* _Try it_
Search the records for the string "slot", then copy each line that has it.

* _The data_
---

impl Inst {
    /// Returns every operand in slot order.
    pub fn operands(&self) -> SmallVec<[Value; 4]> {
        match self {
            Inst::Binary { lhs, rhs, .. } => SmallVec::from_slice(&[*lhs, *rhs]),
            Inst::Store { value, dest } => SmallVec::from_slice(&[*value, *dest]),
            Inst::Load { src } => SmallVec::from_slice(&[*src]),
            Inst::Alloca { .. } | Inst::Ret { value: None } => SmallVec::new(),
            Inst::Call { args, .. } => args.clone(),
            Inst::InsertElement {
                vector, element, ..
            } => SmallVec::from_slice(&[*vector, *element]),
            Inst::ExtractElement { vector, .. } => SmallVec::from_slice(&[*vector]),
            Inst::Ret { value: Some(v) } => SmallVec::from_slice(&[*v]),
        }
    }

    /// The operand in `slot`, if the slot exists.
    pub fn operand(&self, slot: u32) -> Option<Value> {
        self.operands().get(slot as usize).copied()
    }

    /// Mutable access to the operand in `slot`.
    pub(crate) fn operand_mut(&mut self, slot: u32) -> Option<&mut Value> {
        match (self, slot) {
            (Inst::Binary { lhs, .. }, 0) => Some(lhs),
            (Inst::Binary { rhs, .. }, 1) => Some(rhs),
            (Inst::Store { value, .. }, 0) => Some(value),
            (Inst::Store { dest, .. }, 1) => Some(dest),
            (Inst::Load { src }, 0) => Some(src),
            (Inst::Call { args, .. }, n) => args.get_mut(n as usize),
            (Inst::InsertElement { vector, .. }, 0) | (Inst::ExtractElement { vector, .. }, 0) => {
                Some(vector)
            }
            (Inst::InsertElement { element, .. }, 1) => Some(element),
            (Inst::Ret { value: Some(v) }, 0) => Some(v),
            _ => None,
        }
    }

    /// The opcode as written in the textual IR.
    pub fn mnemonic(&self) -> &'static str {
        match self {
            Inst::Binary { op, .. } => op.mnemonic(),
            Inst::Store { .. } => "store",
            Inst::Load { .. } => "load",
            Inst::Alloca { .. } => "alloca",
            Inst::Call { .. } => "call",
            Inst::InsertElement { .. } => "insertelement",
            Inst::ExtractElement { .. } => "extractelement",
            Inst::Ret { .. } => "ret",
        }
    }
}

/// The four instruction categories the add-fusion pass distinguishes.
#[derive(Clone, Copy, Debug, PartialEq, Eq, Hash)]
pub enum InstClass {
    StorageWrite,
    Call,
    /// A scalar 32-bit integer addition.
    BinaryAdd,
    Other,
}

/// One `(user, slot)` reference to an instruction's result.
#[derive(Clone, Copy, Debug, PartialEq, Eq, Hash)]
pub struct Use {
    pub user: InstId,
    pub slot: u32,
}

/// Arena record for one instruction.
#[derive(Clone, Debug, PartialEq, Eq)]
pub struct InstData {
    pub(crate) inst: Inst,
    pub(crate) ty: Type,
    pub(crate) block: BlockId,
    pub(crate) name: Option<Symbol>,
    pub(crate) erased: bool,
}

impl InstData {
    #[inline]
    pub fn inst(&self) -> &Inst {
        &self.inst
    }

    /// The result type (`Void` for stores, calls without a result, `ret`).
    #[inline]
    pub fn ty(&self) -> Type {
        self.ty
    }

    /// The block this instruction was inserted into.
    #[inline]
    pub fn block(&self) -> BlockId {
        self.block
    }

    #[inline]
    pub fn name(&self) -> Option<Symbol> {
        self.name
    }

    #[inline]
    pub fn is_erased(&self) -> bool {
        self.erased
    }

    /// Classify this instruction. Total over every kind.
    pub fn class(&self) -> InstClass {
        match &self.inst {
            Inst::Store { .. } => InstClass::StorageWrite,
            Inst::Call { .. } => InstClass::Call,
            Inst::Binary { op: BinOp::Add, .. } if self.ty == Type::I32 => InstClass::BinaryAdd,
            Inst::Binary { .. }
            | Inst::Load { .. }
            | Inst::Alloca { .. }
            | Inst::InsertElement { .. }
            | Inst::ExtractElement { .. }
            | Inst::Ret { .. } => InstClass::Other,
        }
    }
}

// ── Blocks ──────────────────────────────────────────────────────────

/// A basic block: a label and its ordered instruction sequence.
#[derive(Clone, Debug, PartialEq, Eq)]
pub struct Block {
    id: BlockId,
    label: Symbol,
    insts: Vec<InstId>,
}

impl Block {
    #[inline]
    pub fn id(&self) -> BlockId {
        self.id
    }

    #[inline]
    pub fn label(&self) -> Symbol {
        self.label
    }

    /// Live instructions in program order.
    #[inline]
    pub fn insts(&self) -> &[InstId] {
        &self.insts
    }

    pub fn len(&self) -> usize {
        self.insts.len()
    }

    pub fn is_empty(&self) -> bool {
        self.insts.is_empty()
    }
}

---

* _Solution for this exercise_
    /// Returns every operand in slot order.
    /// The operand in `slot`, if the slot exists.
    pub fn operand(&self, slot: u32) -> Option<Value> {
        self.operands().get(slot as usize).copied()
    /// Mutable access to the operand in `slot`.
    pub(crate) fn operand_mut(&mut self, slot: u32) -> Option<&mut Value> {
        match (self, slot) {
/// One `(user, slot)` reference to an instruction's result.
    pub slot: u32,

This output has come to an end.